» **Work instructions**
Starting at the first line of the data below, retype every line up to and including the one containing "status and body.".

» **Supplied entries**
* * *
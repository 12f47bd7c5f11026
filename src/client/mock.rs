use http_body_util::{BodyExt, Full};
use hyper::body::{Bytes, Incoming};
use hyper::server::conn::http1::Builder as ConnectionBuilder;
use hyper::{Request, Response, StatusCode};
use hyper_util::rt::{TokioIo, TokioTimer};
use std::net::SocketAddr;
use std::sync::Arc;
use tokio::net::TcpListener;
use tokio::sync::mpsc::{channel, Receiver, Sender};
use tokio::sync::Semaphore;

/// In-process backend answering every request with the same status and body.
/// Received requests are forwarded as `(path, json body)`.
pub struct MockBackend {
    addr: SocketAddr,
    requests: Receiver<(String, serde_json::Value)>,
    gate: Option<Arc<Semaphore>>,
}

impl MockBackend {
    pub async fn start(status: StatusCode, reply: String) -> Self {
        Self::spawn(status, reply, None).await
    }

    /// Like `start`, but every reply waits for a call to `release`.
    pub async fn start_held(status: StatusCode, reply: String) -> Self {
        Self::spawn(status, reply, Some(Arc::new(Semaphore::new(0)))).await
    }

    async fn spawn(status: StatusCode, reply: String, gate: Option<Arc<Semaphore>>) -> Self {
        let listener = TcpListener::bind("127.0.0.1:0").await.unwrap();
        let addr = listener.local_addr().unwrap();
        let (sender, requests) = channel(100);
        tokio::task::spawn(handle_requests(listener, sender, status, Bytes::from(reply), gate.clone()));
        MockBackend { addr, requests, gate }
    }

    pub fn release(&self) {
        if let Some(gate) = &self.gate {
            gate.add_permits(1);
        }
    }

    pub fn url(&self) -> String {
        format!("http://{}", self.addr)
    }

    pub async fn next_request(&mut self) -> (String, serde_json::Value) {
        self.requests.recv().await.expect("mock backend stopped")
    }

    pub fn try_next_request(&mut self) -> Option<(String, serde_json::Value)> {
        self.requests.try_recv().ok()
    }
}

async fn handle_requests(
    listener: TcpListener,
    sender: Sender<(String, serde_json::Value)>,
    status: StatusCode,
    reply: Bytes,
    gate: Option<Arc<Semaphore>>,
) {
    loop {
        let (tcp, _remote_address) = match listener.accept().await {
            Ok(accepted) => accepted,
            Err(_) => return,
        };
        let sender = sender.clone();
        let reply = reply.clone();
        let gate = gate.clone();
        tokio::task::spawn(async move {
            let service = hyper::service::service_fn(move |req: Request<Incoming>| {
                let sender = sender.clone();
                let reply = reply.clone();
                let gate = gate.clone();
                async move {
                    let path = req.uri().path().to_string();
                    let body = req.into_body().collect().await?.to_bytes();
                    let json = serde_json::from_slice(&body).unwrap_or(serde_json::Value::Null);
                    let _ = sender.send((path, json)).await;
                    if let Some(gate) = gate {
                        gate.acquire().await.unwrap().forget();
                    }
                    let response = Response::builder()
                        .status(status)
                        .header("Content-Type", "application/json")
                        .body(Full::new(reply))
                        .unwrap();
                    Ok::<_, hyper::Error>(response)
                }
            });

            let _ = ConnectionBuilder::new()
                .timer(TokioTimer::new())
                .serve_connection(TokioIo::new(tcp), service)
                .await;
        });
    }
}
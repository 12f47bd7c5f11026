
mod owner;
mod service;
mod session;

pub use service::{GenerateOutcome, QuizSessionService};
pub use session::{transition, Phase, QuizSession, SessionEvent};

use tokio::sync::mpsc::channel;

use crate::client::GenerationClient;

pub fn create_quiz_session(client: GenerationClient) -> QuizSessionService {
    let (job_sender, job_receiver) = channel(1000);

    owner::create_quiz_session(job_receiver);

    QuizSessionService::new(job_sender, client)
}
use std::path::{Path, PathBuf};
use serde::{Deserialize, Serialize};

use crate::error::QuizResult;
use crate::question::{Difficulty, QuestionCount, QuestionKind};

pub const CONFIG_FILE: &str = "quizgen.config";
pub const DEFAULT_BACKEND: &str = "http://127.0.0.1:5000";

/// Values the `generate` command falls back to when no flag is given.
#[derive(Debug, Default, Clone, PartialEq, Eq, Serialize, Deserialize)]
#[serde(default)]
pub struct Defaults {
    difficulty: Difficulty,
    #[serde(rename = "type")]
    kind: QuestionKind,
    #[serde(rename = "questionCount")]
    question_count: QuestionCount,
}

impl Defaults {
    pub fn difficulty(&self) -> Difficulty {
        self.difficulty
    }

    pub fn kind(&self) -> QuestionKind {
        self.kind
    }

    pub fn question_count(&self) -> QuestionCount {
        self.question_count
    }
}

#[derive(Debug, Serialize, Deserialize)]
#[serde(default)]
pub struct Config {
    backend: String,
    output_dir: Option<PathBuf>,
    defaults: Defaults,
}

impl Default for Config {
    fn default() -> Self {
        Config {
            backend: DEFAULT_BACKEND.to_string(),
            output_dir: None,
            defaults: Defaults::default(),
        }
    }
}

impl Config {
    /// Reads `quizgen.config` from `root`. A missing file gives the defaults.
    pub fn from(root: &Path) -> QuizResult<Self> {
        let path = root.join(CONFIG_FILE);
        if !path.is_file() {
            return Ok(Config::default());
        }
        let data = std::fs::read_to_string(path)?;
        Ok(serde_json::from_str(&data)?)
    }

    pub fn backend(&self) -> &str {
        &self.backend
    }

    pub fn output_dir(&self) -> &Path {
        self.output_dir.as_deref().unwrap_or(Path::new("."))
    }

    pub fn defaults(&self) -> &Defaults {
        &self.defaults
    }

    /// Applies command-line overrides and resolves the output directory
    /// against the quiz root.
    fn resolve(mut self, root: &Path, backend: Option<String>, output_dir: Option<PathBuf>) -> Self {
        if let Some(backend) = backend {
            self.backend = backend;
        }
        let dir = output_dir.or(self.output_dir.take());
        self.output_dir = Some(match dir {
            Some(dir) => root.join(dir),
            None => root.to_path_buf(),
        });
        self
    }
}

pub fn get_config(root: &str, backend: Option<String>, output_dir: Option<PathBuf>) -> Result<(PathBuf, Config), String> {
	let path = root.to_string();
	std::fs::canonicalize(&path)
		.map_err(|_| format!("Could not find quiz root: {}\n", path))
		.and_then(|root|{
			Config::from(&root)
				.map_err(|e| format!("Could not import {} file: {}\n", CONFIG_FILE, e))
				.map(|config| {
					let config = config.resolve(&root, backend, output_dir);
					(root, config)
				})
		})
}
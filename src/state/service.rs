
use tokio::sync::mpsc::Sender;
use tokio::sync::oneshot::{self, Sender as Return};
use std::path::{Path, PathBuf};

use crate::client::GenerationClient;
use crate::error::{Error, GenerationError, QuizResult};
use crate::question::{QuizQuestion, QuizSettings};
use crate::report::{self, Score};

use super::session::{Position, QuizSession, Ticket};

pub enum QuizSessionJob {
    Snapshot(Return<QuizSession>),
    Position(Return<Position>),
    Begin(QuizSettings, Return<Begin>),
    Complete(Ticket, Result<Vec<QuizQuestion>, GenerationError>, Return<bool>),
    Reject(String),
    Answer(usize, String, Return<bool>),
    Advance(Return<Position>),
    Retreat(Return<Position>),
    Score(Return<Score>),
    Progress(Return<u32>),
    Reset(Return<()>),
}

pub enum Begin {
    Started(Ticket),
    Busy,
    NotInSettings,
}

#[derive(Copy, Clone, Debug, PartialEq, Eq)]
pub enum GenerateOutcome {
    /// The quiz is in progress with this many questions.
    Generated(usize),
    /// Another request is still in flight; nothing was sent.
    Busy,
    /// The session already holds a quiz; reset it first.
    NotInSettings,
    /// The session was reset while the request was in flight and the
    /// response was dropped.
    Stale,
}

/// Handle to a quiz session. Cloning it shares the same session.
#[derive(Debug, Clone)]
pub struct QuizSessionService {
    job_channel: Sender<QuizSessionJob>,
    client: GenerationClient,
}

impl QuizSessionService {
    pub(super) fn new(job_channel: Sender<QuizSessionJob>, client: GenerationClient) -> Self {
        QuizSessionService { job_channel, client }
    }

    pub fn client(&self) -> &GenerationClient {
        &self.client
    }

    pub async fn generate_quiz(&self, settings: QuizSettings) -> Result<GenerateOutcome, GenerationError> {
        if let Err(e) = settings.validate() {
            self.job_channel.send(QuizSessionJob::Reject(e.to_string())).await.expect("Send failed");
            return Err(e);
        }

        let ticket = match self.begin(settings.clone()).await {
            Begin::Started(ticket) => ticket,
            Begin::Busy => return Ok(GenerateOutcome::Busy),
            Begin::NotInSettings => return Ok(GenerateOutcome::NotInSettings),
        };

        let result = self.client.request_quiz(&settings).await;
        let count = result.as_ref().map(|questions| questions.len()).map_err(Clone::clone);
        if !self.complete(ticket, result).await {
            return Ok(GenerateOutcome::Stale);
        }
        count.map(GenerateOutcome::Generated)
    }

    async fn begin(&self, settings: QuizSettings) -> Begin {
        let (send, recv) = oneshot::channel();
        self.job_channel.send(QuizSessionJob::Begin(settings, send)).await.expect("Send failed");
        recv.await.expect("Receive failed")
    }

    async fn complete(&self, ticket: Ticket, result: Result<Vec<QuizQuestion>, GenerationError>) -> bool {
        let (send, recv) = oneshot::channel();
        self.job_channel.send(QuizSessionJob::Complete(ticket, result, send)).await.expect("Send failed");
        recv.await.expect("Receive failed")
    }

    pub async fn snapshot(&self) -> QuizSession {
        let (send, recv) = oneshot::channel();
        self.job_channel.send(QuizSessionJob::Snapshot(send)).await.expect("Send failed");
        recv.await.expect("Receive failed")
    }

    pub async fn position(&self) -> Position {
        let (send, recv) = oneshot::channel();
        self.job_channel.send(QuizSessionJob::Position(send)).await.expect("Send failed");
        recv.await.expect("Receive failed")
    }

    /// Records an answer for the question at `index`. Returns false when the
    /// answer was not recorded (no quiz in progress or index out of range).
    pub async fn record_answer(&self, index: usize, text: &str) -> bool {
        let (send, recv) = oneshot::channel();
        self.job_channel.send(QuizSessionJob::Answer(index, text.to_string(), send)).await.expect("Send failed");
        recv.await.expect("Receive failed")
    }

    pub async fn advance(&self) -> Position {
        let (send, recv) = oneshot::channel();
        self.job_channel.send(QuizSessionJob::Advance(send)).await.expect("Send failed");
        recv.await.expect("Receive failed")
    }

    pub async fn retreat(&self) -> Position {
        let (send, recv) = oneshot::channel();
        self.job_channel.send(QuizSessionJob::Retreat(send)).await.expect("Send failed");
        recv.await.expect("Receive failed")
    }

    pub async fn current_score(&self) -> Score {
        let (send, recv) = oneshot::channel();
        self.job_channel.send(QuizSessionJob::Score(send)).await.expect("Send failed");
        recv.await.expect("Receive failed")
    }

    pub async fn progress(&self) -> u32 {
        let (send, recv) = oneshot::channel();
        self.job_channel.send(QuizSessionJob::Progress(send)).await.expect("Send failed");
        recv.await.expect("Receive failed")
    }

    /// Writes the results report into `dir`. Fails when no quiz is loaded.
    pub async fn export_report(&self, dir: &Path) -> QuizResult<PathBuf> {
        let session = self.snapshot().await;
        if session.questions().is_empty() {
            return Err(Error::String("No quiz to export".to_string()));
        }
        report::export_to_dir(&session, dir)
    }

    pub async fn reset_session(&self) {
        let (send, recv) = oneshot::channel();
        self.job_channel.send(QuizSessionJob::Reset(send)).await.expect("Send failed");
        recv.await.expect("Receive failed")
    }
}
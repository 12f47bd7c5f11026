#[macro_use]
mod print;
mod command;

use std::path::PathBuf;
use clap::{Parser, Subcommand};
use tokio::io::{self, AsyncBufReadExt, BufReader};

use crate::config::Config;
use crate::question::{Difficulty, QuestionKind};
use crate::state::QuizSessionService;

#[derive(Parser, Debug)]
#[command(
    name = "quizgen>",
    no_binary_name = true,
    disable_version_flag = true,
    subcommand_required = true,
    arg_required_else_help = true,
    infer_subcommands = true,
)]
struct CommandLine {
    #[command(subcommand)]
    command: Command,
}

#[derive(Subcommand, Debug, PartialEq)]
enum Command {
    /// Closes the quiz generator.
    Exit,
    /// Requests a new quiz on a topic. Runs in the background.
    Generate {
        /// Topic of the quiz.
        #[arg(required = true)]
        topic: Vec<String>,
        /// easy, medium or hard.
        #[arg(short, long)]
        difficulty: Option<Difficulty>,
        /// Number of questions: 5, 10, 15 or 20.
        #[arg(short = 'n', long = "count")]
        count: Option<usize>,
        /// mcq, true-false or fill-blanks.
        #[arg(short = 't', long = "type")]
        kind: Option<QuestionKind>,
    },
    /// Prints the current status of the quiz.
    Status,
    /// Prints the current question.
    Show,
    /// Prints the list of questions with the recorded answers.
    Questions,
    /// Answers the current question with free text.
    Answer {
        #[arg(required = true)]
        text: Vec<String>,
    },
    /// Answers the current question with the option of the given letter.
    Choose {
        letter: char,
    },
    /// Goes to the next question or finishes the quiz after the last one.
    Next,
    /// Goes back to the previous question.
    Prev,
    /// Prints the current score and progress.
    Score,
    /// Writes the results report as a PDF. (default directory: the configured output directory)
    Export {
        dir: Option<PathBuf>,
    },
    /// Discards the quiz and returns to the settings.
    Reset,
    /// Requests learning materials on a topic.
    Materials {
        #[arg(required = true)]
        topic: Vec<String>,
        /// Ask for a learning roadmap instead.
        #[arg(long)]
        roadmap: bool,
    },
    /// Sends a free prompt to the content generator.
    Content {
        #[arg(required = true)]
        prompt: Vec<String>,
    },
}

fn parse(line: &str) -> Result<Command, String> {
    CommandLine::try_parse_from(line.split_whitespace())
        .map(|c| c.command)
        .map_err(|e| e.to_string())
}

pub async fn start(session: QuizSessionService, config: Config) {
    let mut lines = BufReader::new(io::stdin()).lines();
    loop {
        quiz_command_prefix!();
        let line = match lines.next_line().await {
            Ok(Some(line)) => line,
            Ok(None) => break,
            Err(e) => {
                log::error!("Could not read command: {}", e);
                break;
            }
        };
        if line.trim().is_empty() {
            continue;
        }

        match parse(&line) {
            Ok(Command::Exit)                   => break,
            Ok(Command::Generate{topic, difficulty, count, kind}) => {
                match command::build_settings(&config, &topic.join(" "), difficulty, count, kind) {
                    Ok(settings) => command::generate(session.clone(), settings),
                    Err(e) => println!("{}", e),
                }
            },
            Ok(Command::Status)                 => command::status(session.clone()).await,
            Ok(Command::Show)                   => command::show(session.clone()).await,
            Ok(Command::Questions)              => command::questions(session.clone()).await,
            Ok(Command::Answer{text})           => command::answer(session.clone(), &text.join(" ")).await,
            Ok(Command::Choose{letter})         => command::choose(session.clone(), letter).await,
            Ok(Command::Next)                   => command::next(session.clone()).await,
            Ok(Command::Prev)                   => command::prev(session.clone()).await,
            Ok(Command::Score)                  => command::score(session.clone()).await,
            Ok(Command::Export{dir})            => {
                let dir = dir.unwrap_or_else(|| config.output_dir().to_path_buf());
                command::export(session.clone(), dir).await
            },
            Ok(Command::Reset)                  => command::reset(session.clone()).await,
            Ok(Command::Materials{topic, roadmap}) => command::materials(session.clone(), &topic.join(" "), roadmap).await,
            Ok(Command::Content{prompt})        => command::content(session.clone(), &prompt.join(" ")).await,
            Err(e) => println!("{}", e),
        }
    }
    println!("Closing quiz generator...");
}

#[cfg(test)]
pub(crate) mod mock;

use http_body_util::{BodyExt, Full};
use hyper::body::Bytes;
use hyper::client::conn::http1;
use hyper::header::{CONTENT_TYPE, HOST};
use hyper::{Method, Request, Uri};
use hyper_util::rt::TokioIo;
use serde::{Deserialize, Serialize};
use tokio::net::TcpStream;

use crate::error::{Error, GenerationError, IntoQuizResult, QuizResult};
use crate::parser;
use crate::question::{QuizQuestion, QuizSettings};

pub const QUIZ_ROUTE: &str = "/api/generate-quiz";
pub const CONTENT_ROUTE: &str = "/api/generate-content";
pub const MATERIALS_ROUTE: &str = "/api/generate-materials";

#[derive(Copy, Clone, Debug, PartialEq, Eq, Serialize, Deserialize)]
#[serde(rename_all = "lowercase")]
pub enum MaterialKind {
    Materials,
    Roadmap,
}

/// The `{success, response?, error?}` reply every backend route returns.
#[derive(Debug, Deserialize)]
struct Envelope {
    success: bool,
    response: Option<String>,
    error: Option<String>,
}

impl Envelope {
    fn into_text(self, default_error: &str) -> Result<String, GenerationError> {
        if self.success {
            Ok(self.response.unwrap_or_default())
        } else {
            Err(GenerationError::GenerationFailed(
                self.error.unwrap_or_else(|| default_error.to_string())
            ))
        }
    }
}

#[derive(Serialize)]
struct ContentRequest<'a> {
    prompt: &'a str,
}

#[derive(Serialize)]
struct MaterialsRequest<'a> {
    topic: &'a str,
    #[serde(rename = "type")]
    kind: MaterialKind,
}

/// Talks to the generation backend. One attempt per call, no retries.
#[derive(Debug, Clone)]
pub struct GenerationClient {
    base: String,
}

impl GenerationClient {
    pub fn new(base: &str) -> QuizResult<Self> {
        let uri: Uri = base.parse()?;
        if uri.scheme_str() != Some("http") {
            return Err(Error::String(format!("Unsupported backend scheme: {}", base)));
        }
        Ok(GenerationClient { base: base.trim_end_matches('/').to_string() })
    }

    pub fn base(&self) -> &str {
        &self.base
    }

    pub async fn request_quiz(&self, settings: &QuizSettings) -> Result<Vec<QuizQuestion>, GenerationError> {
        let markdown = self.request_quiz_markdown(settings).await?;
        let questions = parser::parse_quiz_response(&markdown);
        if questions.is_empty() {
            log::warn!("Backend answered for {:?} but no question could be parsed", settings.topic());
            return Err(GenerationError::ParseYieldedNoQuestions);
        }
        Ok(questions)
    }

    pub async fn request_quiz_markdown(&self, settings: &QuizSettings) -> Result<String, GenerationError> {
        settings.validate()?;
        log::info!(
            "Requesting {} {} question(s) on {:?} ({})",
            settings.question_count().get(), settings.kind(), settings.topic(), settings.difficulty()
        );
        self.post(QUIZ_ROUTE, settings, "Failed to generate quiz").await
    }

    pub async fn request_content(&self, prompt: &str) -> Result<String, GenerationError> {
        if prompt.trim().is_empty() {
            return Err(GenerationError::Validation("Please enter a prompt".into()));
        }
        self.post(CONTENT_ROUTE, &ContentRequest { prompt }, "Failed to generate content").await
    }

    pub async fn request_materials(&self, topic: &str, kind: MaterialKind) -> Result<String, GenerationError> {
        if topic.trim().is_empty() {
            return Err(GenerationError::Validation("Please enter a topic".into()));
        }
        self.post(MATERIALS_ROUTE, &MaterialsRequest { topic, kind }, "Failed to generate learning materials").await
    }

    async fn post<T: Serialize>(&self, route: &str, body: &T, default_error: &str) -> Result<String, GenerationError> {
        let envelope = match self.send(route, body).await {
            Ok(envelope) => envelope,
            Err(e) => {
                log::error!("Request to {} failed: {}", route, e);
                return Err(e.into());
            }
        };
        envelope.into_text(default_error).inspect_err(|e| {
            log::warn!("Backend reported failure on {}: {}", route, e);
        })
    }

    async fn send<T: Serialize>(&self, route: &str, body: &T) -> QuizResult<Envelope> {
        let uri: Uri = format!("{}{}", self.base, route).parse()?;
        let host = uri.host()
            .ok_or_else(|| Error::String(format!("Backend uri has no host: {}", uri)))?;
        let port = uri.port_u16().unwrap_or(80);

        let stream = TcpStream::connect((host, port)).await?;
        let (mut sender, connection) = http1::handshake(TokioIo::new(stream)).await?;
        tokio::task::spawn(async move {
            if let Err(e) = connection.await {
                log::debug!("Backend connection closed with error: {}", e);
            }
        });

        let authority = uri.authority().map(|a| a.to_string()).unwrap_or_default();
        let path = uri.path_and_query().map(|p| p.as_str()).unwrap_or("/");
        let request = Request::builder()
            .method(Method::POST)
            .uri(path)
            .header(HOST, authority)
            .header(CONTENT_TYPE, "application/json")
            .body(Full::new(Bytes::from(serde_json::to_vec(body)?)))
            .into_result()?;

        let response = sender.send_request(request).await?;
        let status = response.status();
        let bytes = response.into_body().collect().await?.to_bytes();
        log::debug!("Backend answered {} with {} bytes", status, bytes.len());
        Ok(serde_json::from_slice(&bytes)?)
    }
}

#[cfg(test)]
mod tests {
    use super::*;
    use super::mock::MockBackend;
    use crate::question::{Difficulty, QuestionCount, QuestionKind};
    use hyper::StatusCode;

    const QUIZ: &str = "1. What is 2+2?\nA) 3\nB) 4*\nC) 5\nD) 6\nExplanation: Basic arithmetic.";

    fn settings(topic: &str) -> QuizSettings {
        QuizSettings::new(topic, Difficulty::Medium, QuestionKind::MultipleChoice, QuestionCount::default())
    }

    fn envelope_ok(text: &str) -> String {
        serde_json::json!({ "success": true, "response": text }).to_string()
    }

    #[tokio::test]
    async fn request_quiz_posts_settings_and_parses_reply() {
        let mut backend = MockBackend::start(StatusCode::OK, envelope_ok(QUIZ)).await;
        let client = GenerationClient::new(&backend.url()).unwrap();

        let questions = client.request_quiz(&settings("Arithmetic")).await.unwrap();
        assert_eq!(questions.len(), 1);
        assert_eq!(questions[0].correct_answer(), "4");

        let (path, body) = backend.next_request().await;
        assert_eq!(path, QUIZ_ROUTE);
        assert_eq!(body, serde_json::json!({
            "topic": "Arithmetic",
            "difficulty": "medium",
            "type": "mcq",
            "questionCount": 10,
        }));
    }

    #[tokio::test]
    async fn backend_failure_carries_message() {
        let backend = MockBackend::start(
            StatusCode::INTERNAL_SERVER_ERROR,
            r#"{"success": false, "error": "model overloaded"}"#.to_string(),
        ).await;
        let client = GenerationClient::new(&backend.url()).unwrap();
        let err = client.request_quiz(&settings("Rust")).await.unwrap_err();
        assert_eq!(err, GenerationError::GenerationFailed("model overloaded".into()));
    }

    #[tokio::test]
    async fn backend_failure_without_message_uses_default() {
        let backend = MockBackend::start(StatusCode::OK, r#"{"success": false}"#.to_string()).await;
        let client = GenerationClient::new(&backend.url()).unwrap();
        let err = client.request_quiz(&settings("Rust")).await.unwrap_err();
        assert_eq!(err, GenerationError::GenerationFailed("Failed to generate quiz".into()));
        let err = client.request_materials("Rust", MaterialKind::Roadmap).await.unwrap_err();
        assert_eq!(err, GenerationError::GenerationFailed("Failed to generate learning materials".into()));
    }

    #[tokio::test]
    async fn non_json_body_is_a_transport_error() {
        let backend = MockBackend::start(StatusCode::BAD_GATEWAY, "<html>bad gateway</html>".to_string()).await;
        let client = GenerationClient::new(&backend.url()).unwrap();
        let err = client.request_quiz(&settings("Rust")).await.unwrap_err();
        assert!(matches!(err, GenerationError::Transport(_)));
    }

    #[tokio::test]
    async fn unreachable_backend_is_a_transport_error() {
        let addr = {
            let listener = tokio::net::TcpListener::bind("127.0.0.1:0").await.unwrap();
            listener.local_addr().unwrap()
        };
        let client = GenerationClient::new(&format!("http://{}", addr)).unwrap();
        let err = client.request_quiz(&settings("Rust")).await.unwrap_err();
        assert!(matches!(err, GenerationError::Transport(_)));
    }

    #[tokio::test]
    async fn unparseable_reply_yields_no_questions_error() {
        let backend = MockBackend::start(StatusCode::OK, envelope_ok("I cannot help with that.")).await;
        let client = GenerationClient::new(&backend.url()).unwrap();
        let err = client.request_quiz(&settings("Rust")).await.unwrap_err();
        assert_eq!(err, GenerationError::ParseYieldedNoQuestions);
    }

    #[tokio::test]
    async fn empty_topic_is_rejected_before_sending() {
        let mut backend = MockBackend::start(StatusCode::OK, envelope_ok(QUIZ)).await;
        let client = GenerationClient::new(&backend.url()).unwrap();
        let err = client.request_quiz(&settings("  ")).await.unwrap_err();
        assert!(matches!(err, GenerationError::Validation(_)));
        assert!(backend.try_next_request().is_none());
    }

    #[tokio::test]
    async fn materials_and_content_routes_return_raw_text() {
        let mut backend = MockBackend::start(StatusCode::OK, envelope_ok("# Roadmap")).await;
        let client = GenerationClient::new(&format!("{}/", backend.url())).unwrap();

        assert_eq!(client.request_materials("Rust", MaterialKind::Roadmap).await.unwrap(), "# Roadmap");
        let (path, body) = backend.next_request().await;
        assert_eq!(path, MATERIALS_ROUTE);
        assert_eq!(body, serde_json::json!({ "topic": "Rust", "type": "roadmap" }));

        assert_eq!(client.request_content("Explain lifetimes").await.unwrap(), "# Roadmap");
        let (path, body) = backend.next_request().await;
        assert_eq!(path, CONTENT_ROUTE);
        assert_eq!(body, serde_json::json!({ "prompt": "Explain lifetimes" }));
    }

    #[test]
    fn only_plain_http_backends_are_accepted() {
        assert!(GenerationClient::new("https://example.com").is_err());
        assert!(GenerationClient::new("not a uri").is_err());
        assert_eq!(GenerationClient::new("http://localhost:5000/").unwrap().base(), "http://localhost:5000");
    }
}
* * *
» **Reply**
repository 12f47bd7c5f11026
filename src/client/mock.rs
use http_body_util::{BodyExt, Full};
use hyper::body::{Bytes, Incoming};
use hyper::server::conn::http1::Builder as ConnectionBuilder;
use hyper::{Request, Response, StatusCode};
use hyper_util::rt::{TokioIo, TokioTimer};
use std::net::SocketAddr;
use std::sync::Arc;
use tokio::net::TcpListener;
use tokio::sync::mpsc::{channel, Receiver, Sender};
use tokio::sync::Semaphore;

/// In-process backend answering every request with the same status and body.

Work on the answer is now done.